(Saved entries)
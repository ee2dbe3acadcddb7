//! Wire types for the myFlix API.
//!
//! Field names follow the server's PascalCase JSON.

use chrono::{DateTime, NaiveDate};
use serde::{Deserialize, Serialize};

#[derive(Debug, Clone, PartialEq, Serialize, Deserialize)]
#[serde(rename_all = "PascalCase")]
pub struct Movie {
    #[serde(rename = "_id")]
    pub id: String,
    pub name: String,
    #[serde(default)]
    pub description: String,
    pub genre: Genre,
    pub director: Director,
    #[serde(default, skip_serializing_if = "Option::is_none")]
    pub image_path: Option<String>,
    #[serde(default, skip_serializing_if = "Option::is_none")]
    pub featured: Option<bool>,
}

#[derive(Debug, Clone, PartialEq, Serialize, Deserialize)]
#[serde(rename_all = "PascalCase")]
pub struct Genre {
    pub name: String,
    #[serde(default)]
    pub description: String,
}

#[derive(Debug, Clone, PartialEq, Serialize, Deserialize)]
#[serde(rename_all = "PascalCase")]
pub struct Director {
    pub name: String,
    #[serde(default)]
    pub bio: String,
    #[serde(default, skip_serializing_if = "Option::is_none")]
    pub birth: Option<String>,
    #[serde(default, skip_serializing_if = "Option::is_none")]
    pub death: Option<String>,
}

#[derive(Debug, Clone, PartialEq, Serialize, Deserialize)]
#[serde(rename_all = "PascalCase")]
pub struct User {
    #[serde(rename = "_id", default, skip_serializing_if = "Option::is_none")]
    pub id: Option<String>,
    pub username: String,
    /// Password hash as stored by the server; never sent back
    #[serde(default, skip_serializing)]
    pub password: Option<String>,
    #[serde(default)]
    pub email: String,
    #[serde(default, skip_serializing_if = "Option::is_none")]
    pub birthday: Option<String>,
    #[serde(default)]
    pub favorite_movies: Vec<String>,
}

/// Login request body
#[derive(Debug, Clone, Serialize)]
#[serde(rename_all = "PascalCase")]
pub struct Credentials {
    pub username: String,
    pub password: String,
}

impl Credentials {
    pub fn new(username: impl Into<String>, password: impl Into<String>) -> Self {
        Self {
            username: username.into(),
            password: password.into(),
        }
    }
}

/// Editable account fields, used for registration and profile edits.
///
/// An empty password is left out of the request body so an edit that does
/// not set a new password keeps the old one.
#[derive(Debug, Clone, Default, PartialEq, Serialize)]
#[serde(rename_all = "PascalCase")]
pub struct UserDetails {
    pub username: String,
    #[serde(skip_serializing_if = "String::is_empty")]
    pub password: String,
    pub email: String,
    #[serde(skip_serializing_if = "Option::is_none")]
    pub birthday: Option<String>,
}

impl UserDetails {
    /// Working copy of a fetched user. The password is never prefilled.
    pub fn from_user(user: &User) -> Self {
        Self {
            username: user.username.clone(),
            password: String::new(),
            email: user.email.clone(),
            birthday: user.birthday.as_deref().map(normalize_birthday),
        }
    }
}

#[derive(Debug, Clone, Deserialize)]
pub struct LoginResponse {
    pub user: User,
    pub token: String,
}

#[derive(Debug, Clone, PartialEq, Eq)]
pub struct GenreDetails {
    pub name: String,
    pub description: String,
}

#[derive(Debug, Clone, PartialEq, Eq)]
pub struct DirectorDetails {
    pub name: String,
    pub birth: Option<String>,
    pub bio: String,
}

#[derive(Debug, Clone, PartialEq, Eq)]
pub struct Synopsis {
    pub name: String,
    pub description: String,
}

impl Movie {
    pub fn genre_details(&self) -> GenreDetails {
        GenreDetails {
            name: self.genre.name.clone(),
            description: self.genre.description.clone(),
        }
    }

    pub fn director_details(&self) -> DirectorDetails {
        DirectorDetails {
            name: self.director.name.clone(),
            birth: self.director.birth.clone(),
            bio: self.director.bio.clone(),
        }
    }

    pub fn synopsis(&self) -> Synopsis {
        Synopsis {
            name: self.name.clone(),
            description: self.description.clone(),
        }
    }
}

/// Reduce a server timestamp such as `1990-04-02T00:00:00.000Z` to a plain
/// `YYYY-MM-DD` date. Values that are already dates, or unparseable, are
/// returned unchanged.
pub fn normalize_birthday(raw: &str) -> String {
    if NaiveDate::parse_from_str(raw, "%Y-%m-%d").is_ok() {
        return raw.to_string();
    }
    match DateTime::parse_from_rfc3339(raw) {
        Ok(ts) => ts.date_naive().format("%Y-%m-%d").to_string(),
        Err(_) => raw.to_string(),
    }
}
use anyhow::{Context, Result};
use serde::Deserialize;
use std::path::{Path, PathBuf};
use std::time::Duration;

#[derive(Debug, Clone, Deserialize)]
pub struct Config {
    #[serde(default)]
    pub api: ApiConfig,
    #[serde(default)]
    pub session: SessionConfig,
    #[serde(default)]
    pub logging: LoggingConfig,
    /// File the values came from; `None` when running on defaults
    #[serde(skip)]
    pub source: Option<PathBuf>,
}

#[derive(Debug, Clone, Deserialize)]
pub struct ApiConfig {
    /// Base URL of the myFlix API
    #[serde(default = "default_api_url")]
    pub url: String,
    /// Request timeout in seconds. Unset means the transport default applies.
    #[serde(default)]
    pub timeout_secs: Option<u64>,
}

impl ApiConfig {
    pub fn timeout(&self) -> Option<Duration> {
        self.timeout_secs.map(Duration::from_secs)
    }
}

impl Default for ApiConfig {
    fn default() -> Self {
        Self {
            url: default_api_url(),
            timeout_secs: None,
        }
    }
}

fn default_api_url() -> String {
    "https://my-flix-nejla.herokuapp.com".to_string()
}

#[derive(Debug, Clone, Deserialize)]
pub struct SessionConfig {
    /// File holding the persisted username and token
    #[serde(default = "default_session_path")]
    pub path: PathBuf,
}

impl Default for SessionConfig {
    fn default() -> Self {
        Self {
            path: default_session_path(),
        }
    }
}

fn default_session_path() -> PathBuf {
    PathBuf::from("./data/session.json")
}

#[derive(Debug, Clone, Deserialize)]
pub struct LoggingConfig {
    #[serde(default = "default_log_level")]
    pub level: String,
}

impl Default for LoggingConfig {
    fn default() -> Self {
        Self {
            level: default_log_level(),
        }
    }
}

fn default_log_level() -> String {
    "info".to_string()
}

impl Default for Config {
    fn default() -> Self {
        Self {
            api: ApiConfig::default(),
            session: SessionConfig::default(),
            logging: LoggingConfig::default(),
            source: None,
        }
    }
}

impl Config {
    /// Read `path`, or fall back to defaults when it does not exist.
    ///
    /// Runs before logging is set up, so it does not log; callers report
    /// [`Config::source`] once a subscriber exists.
    pub fn load(path: &Path) -> Result<Self> {
        if path.exists() {
            let content = std::fs::read_to_string(path)
                .with_context(|| format!("Failed to read config file: {}", path.display()))?;
            let mut config = Self::parse(&content)?;
            config.source = Some(path.to_path_buf());
            Ok(config)
        } else {
            Ok(Config::default())
        }
    }

    pub fn parse(content: &str) -> Result<Self> {
        toml::from_str(content).with_context(|| "Failed to parse configuration file")
    }
}
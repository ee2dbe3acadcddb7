use reqwest::StatusCode;
use thiserror::Error;

/// The only failure text users ever see.
pub const GENERIC_ERROR_MESSAGE: &str = "Something bad happened; please try again later";

/// Failure of an API call.
///
/// Every variant displays as [`GENERIC_ERROR_MESSAGE`]. The variants keep the
/// underlying cause for logging and for callers that want to inspect it.
#[derive(Error, Debug)]
pub enum ClientError {
    /// The request never produced a response
    #[error("{}", GENERIC_ERROR_MESSAGE)]
    Transport(#[source] reqwest::Error),

    /// The server answered with a non-success status
    #[error("{}", GENERIC_ERROR_MESSAGE)]
    Status { status: StatusCode, body: String },

    /// The response body did not match the expected shape
    #[error("{}", GENERIC_ERROR_MESSAGE)]
    Decode(#[source] serde_json::Error),

    /// An authenticated call was made without a stored session
    #[error("{}", GENERIC_ERROR_MESSAGE)]
    NoSession,

    /// The session store could not be read or written
    #[error("{}", GENERIC_ERROR_MESSAGE)]
    Session(String),

    /// A path segment that URL normalization would drop or merge
    #[error("{}", GENERIC_ERROR_MESSAGE)]
    InvalidPath(String),
}

#[derive(Debug, Clone, Copy, PartialEq, Eq)]
pub enum ErrorKind {
    Transport,
    Status,
    Decode,
    NoSession,
    Session,
    InvalidPath,
}

impl ClientError {
    pub fn kind(&self) -> ErrorKind {
        match self {
            ClientError::Transport(_) => ErrorKind::Transport,
            ClientError::Status { .. } => ErrorKind::Status,
            ClientError::Decode(_) => ErrorKind::Decode,
            ClientError::NoSession => ErrorKind::NoSession,
            ClientError::Session(_) => ErrorKind::Session,
            ClientError::InvalidPath(_) => ErrorKind::InvalidPath,
        }
    }

    /// HTTP status, when the server answered
    pub fn status(&self) -> Option<StatusCode> {
        match self {
            ClientError::Status { status, .. } => Some(*status),
            _ => None,
        }
    }

    pub fn user_message(&self) -> &'static str {
        GENERIC_ERROR_MESSAGE
    }

    /// Log the cause with as much detail as the failure carries.
    pub(crate) fn log(&self, operation: &str) {
        match self {
            ClientError::Transport(e) => {
                tracing::error!(operation, error = %e, "Request failed before a response arrived");
            }
            ClientError::Status { status, body } => {
                tracing::error!(operation, status = %status.as_u16(), body = %body, "Server returned an error");
            }
            ClientError::Decode(e) => {
                tracing::error!(operation, error = %e, "Unexpected response body");
            }
            ClientError::NoSession => {
                tracing::error!(operation, "No session; log in first");
            }
            ClientError::Session(e) => {
                tracing::error!(operation, error = %e, "Session store error");
            }
            ClientError::InvalidPath(segment) => {
                tracing::error!(operation, segment = %segment, "Refusing to send dot or empty path segment");
            }
        }
    }
}
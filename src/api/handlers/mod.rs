//! HTTP request handlers for API endpoints.

pub mod health;
pub mod increment;
pub mod record_view;
pub mod stats;

pub use health::health_handler;
pub use increment::increment_view_handler;
pub use record_view::record_view_handler;
pub use stats::stats_handler;
mod common;

use axum::{Router, routing::post};
use axum_test::TestServer;
use page_analytics::api::handlers::record_view_handler;
use serde_json::json;
use sqlx::PgPool;

fn test_app(state: page_analytics::AppState) -> Router {
    Router::new()
        .route("/api/views", post(record_view_handler))
        .with_state(state)
}

#[sqlx::test]
async fn test_record_view_created(pool: PgPool) {
    let state = common::create_test_state(pool.clone());
    let server = TestServer::new(test_app(state)).unwrap();

    let response = server
        .post("/api/views")
        .json(&json!({ "page_url": "/pricing", "username": "alice" }))
        .await;

    response.assert_status(axum::http::StatusCode::CREATED);

    let body = response.json::<serde_json::Value>();
    assert_eq!(body["page_url"], "/pricing");
    assert_eq!(body["username"], "alice");
    assert!(body["id"].as_i64().unwrap() > 0);

    let count: i64 = sqlx::query_scalar("SELECT COUNT(*) FROM page_views")
        .fetch_one(&pool)
        .await
        .unwrap();
    assert_eq!(count, 1);
}

#[sqlx::test]
async fn test_record_view_anonymous(pool: PgPool) {
    let state = common::create_test_state(pool);
    let server = TestServer::new(test_app(state)).unwrap();

    let response = server
        .post("/api/views")
        .json(&json!({ "page_url": "/" }))
        .await;

    response.assert_status(axum::http::StatusCode::CREATED);

    let body = response.json::<serde_json::Value>();
    assert!(body["username"].is_null());
}

#[sqlx::test]
async fn test_record_view_empty_url_rejected(pool: PgPool) {
    let state = common::create_test_state(pool.clone());
    let server = TestServer::new(test_app(state)).unwrap();

    let response = server
        .post("/api/views")
        .json(&json!({ "page_url": "" }))
        .await;

    response.assert_status_bad_request();

    let body = response.json::<serde_json::Value>();
    assert_eq!(body["error"]["code"], "validation_error");

    let count: i64 = sqlx::query_scalar("SELECT COUNT(*) FROM page_views")
        .fetch_one(&pool)
        .await
        .unwrap();
    assert_eq!(count, 0);
}
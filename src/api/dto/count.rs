//! DTO for the view counter response.

use serde::Serialize;

/// Response of the increment endpoint: the new cumulative total.
#[derive(Debug, Serialize)]
pub struct CountResponse {
    pub count: i64,
}
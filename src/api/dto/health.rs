//! DTOs for health check endpoint.

use serde::Serialize;

/// Health check response with component status.
#[derive(Debug, Serialize)]
pub struct HealthResponse {
    pub status: String,
    pub version: String,
    pub checks: HealthChecks,
}

/// Health status for each system component.
#[derive(Debug, Serialize)]
pub struct HealthChecks {
    pub database: CheckStatus,
}

/// Individual component health status.
#[derive(Debug, Serialize)]
pub struct CheckStatus {
    pub status: String,

    #[serde(skip_serializing_if = "Option::is_none")]
    pub message: Option<String>,
}
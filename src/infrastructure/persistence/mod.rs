//! PostgreSQL implementations of the domain repository traits.

pub mod pg_page_view_repository;
pub mod pg_view_counter_repository;

pub use pg_page_view_repository::PgPageViewRepository;
pub use pg_view_counter_repository::PgViewCounterRepository;
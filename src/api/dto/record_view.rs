//! DTOs for recording page views.

use chrono::{DateTime, Utc};
use serde::{Deserialize, Serialize};
use validator::Validate;

use crate::domain::entities::PageView;

/// Request body for recording a page view.
#[derive(Debug, Deserialize, Validate)]
pub struct RecordViewRequest {
    /// URL of the visited page. Must be non-empty.
    #[validate(length(min = 1, max = 2048, message = "page_url must be 1..=2048 characters"))]
    pub page_url: String,

    /// Username of the visitor, omitted for anonymous visits.
    pub username: Option<String>,
}

/// A recorded page view as returned to the client.
#[derive(Debug, Serialize)]
pub struct ViewResponse {
    pub id: i64,
    pub page_url: String,
    pub username: Option<String>,
    pub viewed_at: DateTime<Utc>,
}

impl From<PageView> for ViewResponse {
    fn from(view: PageView) -> Self {
        Self {
            id: view.id,
            page_url: view.page_url,
            username: view.username,
            viewed_at: view.viewed_at,
        }
    }
}
//! Handler for health check endpoint.

use axum::{Json, extract::State, http::StatusCode};

use crate::api::dto::health::{CheckStatus, HealthChecks, HealthResponse};
use crate::state::AppState;

/// Returns service health status with component checks.
///
/// # Endpoint
///
/// `GET /health`
///
/// # Response Codes
///
/// - **200 OK**: All components healthy
/// - **503 Service Unavailable**: One or more components degraded
pub async fn health_handler(
    State(state): State<AppState>,
) -> Result<Json<HealthResponse>, (StatusCode, Json<HealthResponse>)> {
    let db_check = check_database(&state).await;

    let all_healthy = db_check.status == "ok";

    let response = HealthResponse {
        status: if all_healthy { "healthy" } else { "degraded" }.to_string(),
        version: env!("CARGO_PKG_VERSION").to_string(),
        checks: HealthChecks { database: db_check },
    };

    if all_healthy {
        Ok(Json(response))
    } else {
        Err((StatusCode::SERVICE_UNAVAILABLE, Json(response)))
    }
}

/// Checks database connectivity with a trivial query.
async fn check_database(state: &AppState) -> CheckStatus {
    match sqlx::query_scalar::<_, i32>("SELECT 1")
        .fetch_one(&state.db)
        .await
    {
        Ok(_) => CheckStatus {
            status: "ok".to_string(),
            message: Some("Connected".to_string()),
        },
        Err(e) => CheckStatus {
            status: "error".to_string(),
            message: Some(format!("Database error: {}", e)),
        },
    }
}
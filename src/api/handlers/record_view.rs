//! Handler for recording page view events.

use axum::{Json, extract::State, http::StatusCode};
use serde_json::json;
use validator::Validate;

use crate::api::dto::record_view::{RecordViewRequest, ViewResponse};
use crate::domain::entities::NewPageView;
use crate::error::AppError;
use crate::state::AppState;

/// Records a single page view event.
///
/// # Endpoint
///
/// `POST /api/views`
///
/// # Request
///
/// ```json
/// {"page_url": "/pricing", "username": "alice"}
/// ```
///
/// `username` may be omitted or `null` for anonymous visits.
///
/// # Response
///
/// Returns 201 Created with the stored event, including its id and
/// database-assigned timestamp.
///
/// # Errors
///
/// Returns 400 Bad Request when `page_url` is empty or too long.
/// Returns 500 Internal Server Error on database failures.
pub async fn record_view_handler(
    State(state): State<AppState>,
    Json(payload): Json<RecordViewRequest>,
) -> Result<(StatusCode, Json<ViewResponse>), AppError> {
    payload
        .validate()
        .map_err(|e| AppError::bad_request("Invalid page view", json!({ "errors": e.to_string() })))?;

    let view = state
        .stats_service
        .record_view(NewPageView {
            page_url: payload.page_url,
            username: payload.username,
        })
        .await?;

    Ok((StatusCode::CREATED, Json(ViewResponse::from(view))))
}
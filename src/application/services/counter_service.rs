//! Singleton view counter service.

use std::sync::Arc;

use crate::domain::repositories::ViewCounterRepository;
use crate::error::AppError;

/// Service for the cumulative view counter.
///
/// One durable mutation per increment; calls are not idempotent and views
/// are not deduplicated, so a page refresh counts as a new view.
pub struct CounterService {
    repository: Arc<dyn ViewCounterRepository>,
}

impl CounterService {
    /// Creates a new counter service.
    pub fn new(repository: Arc<dyn ViewCounterRepository>) -> Self {
        Self { repository }
    }

    /// Increments the view counter and returns the new total.
    ///
    /// Creates the counter at 1 when no counter row exists yet.
    ///
    /// # Errors
    ///
    /// Returns [`AppError::Internal`] on database errors.
    pub async fn increment(&self) -> Result<i64, AppError> {
        self.repository.increment().await
    }

    /// Returns the current counter value, 0 if never incremented.
    ///
    /// # Errors
    ///
    /// Returns [`AppError::Internal`] on database errors.
    pub async fn current(&self) -> Result<i64, AppError> {
        self.repository.current().await
    }
}
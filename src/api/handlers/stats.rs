//! Handler for aggregated page view statistics.

use axum::{Json, extract::State};

use crate::api::dto::stats::StatsResponse;
use crate::error::AppError;
use crate::state::AppState;

/// Returns the three page view aggregates as JSON.
///
/// # Endpoint
///
/// `GET /api/stats`
///
/// # Response
///
/// - `total_views` - count of all recorded views
/// - `views_per_page` - per-URL counts, ordered by count descending
/// - `views_per_user` - per-user counts, ordered by count descending;
///   anonymous views grouped under a `null` username
///
/// An empty event log yields zero and two empty lists.
///
/// # Errors
///
/// Returns 500 Internal Server Error on database failures.
pub async fn stats_handler(
    State(state): State<AppState>,
) -> Result<Json<StatsResponse>, AppError> {
    let stats = state.stats_service.page_stats().await?;

    Ok(Json(StatsResponse::from(stats)))
}
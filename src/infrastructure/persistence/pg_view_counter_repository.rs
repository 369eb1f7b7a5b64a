//! PostgreSQL implementation of the view counter repository.

use async_trait::async_trait;
use sqlx::PgPool;
use std::sync::Arc;

use crate::domain::entities::{VIEW_COUNTER_ID, ViewCounter};
use crate::domain::repositories::ViewCounterRepository;
use crate::error::AppError;

/// PostgreSQL repository for the singleton view counter.
///
/// The increment is a single `INSERT ... ON CONFLICT DO UPDATE` statement.
/// That removes the read-modify-write race a get-or-create-then-save
/// sequence would have: concurrent increments serialize on the row and
/// none are lost.
pub struct PgViewCounterRepository {
    pool: Arc<PgPool>,
}

impl PgViewCounterRepository {
    /// Creates a new repository with a database connection pool.
    pub fn new(pool: Arc<PgPool>) -> Self {
        Self { pool }
    }
}

#[async_trait]
impl ViewCounterRepository for PgViewCounterRepository {
    async fn increment(&self) -> Result<i64, AppError> {
        let count = sqlx::query_scalar::<_, i64>(
            r#"
            INSERT INTO view_counters (id, number_of_views)
            VALUES ($1, 1)
            ON CONFLICT (id) DO UPDATE
            SET number_of_views = view_counters.number_of_views + 1
            RETURNING number_of_views
            "#,
        )
        .bind(VIEW_COUNTER_ID)
        .fetch_one(self.pool.as_ref())
        .await?;

        Ok(count)
    }

    async fn current(&self) -> Result<i64, AppError> {
        let counter = sqlx::query_as::<_, ViewCounter>(
            r#"
            SELECT id, number_of_views
            FROM view_counters
            WHERE id = $1
            "#,
        )
        .bind(VIEW_COUNTER_ID)
        .fetch_optional(self.pool.as_ref())
        .await?;

        Ok(counter.map(|c| c.number_of_views).unwrap_or(0))
    }
}
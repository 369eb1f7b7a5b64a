//! Web layer: server-rendered HTML dashboard.

pub mod handlers;
pub mod routes;
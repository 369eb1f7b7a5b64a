//! Top-level router configuration combining API and web routes.
//!
//! # Route Structure
//!
//! - `GET /insights`       - HTML statistics dashboard
//! - `GET /increment-view` - Increment the view counter, returns `{"count": n}`
//! - `GET /health`         - Health check (database)
//! - `/api/*`              - JSON API (stats, view recording)
//!
//! # Middleware
//!
//! - **Tracing** - Structured request/response logging
//! - **Path normalization** - Trailing slash handling, so `/insights/`
//!   and `/increment-view/` resolve like their slash-less forms

use crate::api;
use crate::api::handlers::{health_handler, increment_view_handler};
use crate::api::middleware::tracing;
use crate::state::AppState;
use crate::web;
use axum::Router;
use axum::routing::get;
use tower::Layer;
use tower_http::normalize_path::{NormalizePath, NormalizePathLayer};

/// Constructs the application router with all routes and middleware.
pub fn app_router(state: AppState) -> NormalizePath<Router> {
    let router = Router::new()
        .merge(web::routes::routes())
        .route("/increment-view", get(increment_view_handler))
        .route("/health", get(health_handler))
        .nest("/api", api::routes::routes())
        .with_state(state)
        .layer(tracing::layer());

    NormalizePathLayer::trim_trailing_slash().layer(router)
}
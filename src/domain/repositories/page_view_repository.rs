//! Repository trait for the page view event log.

use crate::domain::entities::{NewPageView, PageView};
use crate::error::AppError;
use async_trait::async_trait;

/// View count for a single page URL.
#[derive(Debug, Clone, PartialEq, Eq, sqlx::FromRow, serde::Serialize)]
pub struct PageViewCount {
    pub page_url: String,
    pub views: i64,
}

/// View count for a single user.
///
/// `username` is `None` for anonymous visits; those group under a single
/// null key rather than being dropped from the aggregate.
#[derive(Debug, Clone, PartialEq, Eq, sqlx::FromRow, serde::Serialize)]
pub struct UserViewCount {
    pub username: Option<String>,
    pub views: i64,
}

/// Repository interface for recording and aggregating page views.
///
/// The event log is append-only: this interface offers no update or delete
/// operations. Aggregates are computed fresh on every call, with no
/// filtering, pagination, or time-windowing.
///
/// # Implementations
///
/// - [`crate::infrastructure::persistence::PgPageViewRepository`] - PostgreSQL implementation
/// - Test mocks available with `cfg(test)`
#[cfg_attr(test, mockall::automock)]
#[async_trait]
pub trait PageViewRepository: Send + Sync {
    /// Records a new page view event.
    ///
    /// # Errors
    ///
    /// Returns [`AppError::Internal`] on database errors.
    async fn record(&self, new_view: NewPageView) -> Result<PageView, AppError>;

    /// Counts all recorded page views.
    ///
    /// An empty log yields 0, not an error.
    ///
    /// # Errors
    ///
    /// Returns [`AppError::Internal`] on database errors.
    async fn count_all(&self) -> Result<i64, AppError>;

    /// Counts views per distinct page URL, ordered by count descending.
    ///
    /// Ties appear in unspecified order.
    ///
    /// # Errors
    ///
    /// Returns [`AppError::Internal`] on database errors.
    async fn count_by_page(&self) -> Result<Vec<PageViewCount>, AppError>;

    /// Counts views per distinct username, ordered by count descending.
    ///
    /// Anonymous views (no username) are grouped under a single null key.
    ///
    /// # Errors
    ///
    /// Returns [`AppError::Internal`] on database errors.
    async fn count_by_user(&self) -> Result<Vec<UserViewCount>, AppError>;
}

What is needed. Take every line from the data that includes the word "PageViewCount".

Finished exercise.
pub struct PageViewCount {
    async fn count_by_page(&self) -> Result<Vec<PageViewCount>, AppError>;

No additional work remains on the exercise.